San Domenico is a Gothic architecture, Roman Catholic church located on Piazza Ventinove Marzo in Orvieto, Umbria, central Italy.

Putatively this was the site of the former pagan temple of Minerva, and subsequently of the parish church named Santa Pace. Construction of a Dominican monastery and church here begun in 1233 about a decade after the death of Dominic de Guzmán, and a year prior to his canonization. in 1234. It is one of the first churches of the Dominican Order. The original San Domenico and the monastery was enlarged under the papacy of Urban IV by cardinal Annibaldo Annibaldeschi.

The edifice had a nave and two aisles but always remained incomplete. In the 17th-century, the church was truncated, opening some of the space in the piazza in front, and what remains today are only the apse and the transept, after most of the church was demolished in 1932 to house the Female Academy of Gymnastics.

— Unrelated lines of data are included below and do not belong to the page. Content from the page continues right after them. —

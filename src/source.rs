//! Data-source factory (spec §6): "load this URI, gzip allowed, here are
//! request headers." Kept deliberately thin — the core only ever needs a
//! byte buffer back, never a stream it has to drive itself.
//!
//! The default implementation's header defaults are grounded on the
//! teacher's `DownloaderConfig::get_default_headers` (`config.rs`).

use std::time::Duration;

use async_trait::async_trait;
use reqwest::header::{HeaderMap, HeaderValue};
use url::Url;

use crate::config::PlaylistTimingConfig;
use crate::error::TrackerError;

pub const DEFAULT_USER_AGENT: &str =
    "Mozilla/5.0 (Windows NT 10.0; Win64; x64) AppleWebKit/537.36 (KHTML, like Gecko) Chrome/142.0.0.0 Safari/537.36";

/// A request for one playlist fetch (spec §4.2: `request = { uri, headers, parser }`).
/// `parser` itself lives in [`crate::parser`]; this carries only what the
/// data source needs.
#[derive(Debug, Clone)]
pub struct LoadRequest {
    pub url: Url,
    pub headers: HeaderMap,
    pub gzip_allowed: bool,
}

impl LoadRequest {
    pub fn new(url: Url) -> Self {
        Self {
            url,
            headers: HeaderMap::new(),
            gzip_allowed: true,
        }
    }
}

/// Raw bytes plus enough metadata for the loader's telemetry (spec §6:
/// `loadCompleted(parsedResult, durationMs, bytes)`).
#[derive(Debug, Clone)]
pub struct LoadedBytes {
    pub body: Vec<u8>,
    pub duration: Duration,
}

/// `createDataSource(kind) -> byteStream` (spec §6), collapsed to a single
/// async call since the core only ever consumes the full body.
#[async_trait]
pub trait DataSource: Send + Sync {
    async fn fetch(&self, request: &LoadRequest) -> Result<LoadedBytes, TrackerError>;
}

/// reqwest-backed default [`DataSource`].
pub struct ReqwestDataSource {
    client: reqwest::Client,
}

impl ReqwestDataSource {
    pub fn new(client: reqwest::Client) -> Self {
        Self { client }
    }

    /// Builds the default client with a per-request timeout, matching the
    /// teacher's own `client.get(url).timeout(..)` request-building style
    /// (`hls/playlist.rs`). This bounds an individual HTTP round-trip, not
    /// the bundle's reload schedule — spec.md §5 forbids a *reload-level*
    /// global timeout, not a socket-level one on the underlying request.
    pub fn with_timeout(timeout: Duration) -> Self {
        let client = reqwest::Client::builder()
            .user_agent(DEFAULT_USER_AGENT)
            .default_headers(Self::default_headers())
            .timeout(timeout)
            .build()
            .expect("static reqwest client configuration is always valid");
        Self::new(client)
    }

    /// Headers applied to every playlist fetch unless a request overrides
    /// them, matching the teacher's default header set for its general
    /// downloader (Accept-Encoding negotiated via the `gzip`/`deflate`
    /// `reqwest` features rather than spelled out here).
    pub fn default_headers() -> HeaderMap {
        let mut headers = HeaderMap::new();
        headers.insert(
            reqwest::header::ACCEPT,
            HeaderValue::from_static("application/vnd.apple.mpegurl,application/x-mpegurl,*/*;q=0.8"),
        );
        headers.insert(reqwest::header::CONNECTION, HeaderValue::from_static("keep-alive"));
        headers
    }
}

impl Default for ReqwestDataSource {
    fn default() -> Self {
        Self::with_timeout(PlaylistTimingConfig::default().fetch_timeout)
    }
}

#[async_trait]
impl DataSource for ReqwestDataSource {
    async fn fetch(&self, request: &LoadRequest) -> Result<LoadedBytes, TrackerError> {
        let started = std::time::Instant::now();

        let mut builder = self.client.get(request.url.clone());
        if !request.headers.is_empty() {
            builder = builder.headers(request.headers.clone());
        }
        if !request.gzip_allowed {
            builder = builder.header(reqwest::header::ACCEPT_ENCODING, HeaderValue::from_static("identity"));
        }

        let response = builder
            .send()
            .await
            .map_err(|e| TrackerError::network(request.url.as_str(), e))?;

        let status = response.status();
        if !status.is_success() {
            return Err(TrackerError::HttpStatus {
                status: status.as_u16(),
                url: request.url.to_string(),
            });
        }

        let body = response
            .bytes()
            .await
            .map_err(|e| TrackerError::network(request.url.as_str(), e))?
            .to_vec();

        Ok(LoadedBytes {
            body,
            duration: started.elapsed(),
        })
    }
}

#[cfg(test)]
mod tests {
    use super::*;

    #[test]
    fn load_request_defaults_to_gzip_allowed() {
        let req = LoadRequest::new(Url::parse("https://example.com/master.m3u8").unwrap());
        assert!(req.gzip_allowed);
        assert!(req.headers.is_empty());
    }
}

The church is notable for housing the desk used by St Thomas Aquinas for his lessons at Orvieto during his sojourn in the city (1263–1264), as well as the Monument to Cardinal De Braye, sculpted by Arnolfo di Cambio around 1282. As proved by restorations, the statues of the Madonna included in the latter is in fact a 2nd-century BC Roman one. Also in the church is the Petrucci Chapel, designed by Michele Sanmicheli in 1516-1523 under the choir. It has an octagonal plan and several sculptures.

The church was home to the San Domenico Polyptych by Simone Martini (1323–1324), now in the Orvieto Cathedral's Museum.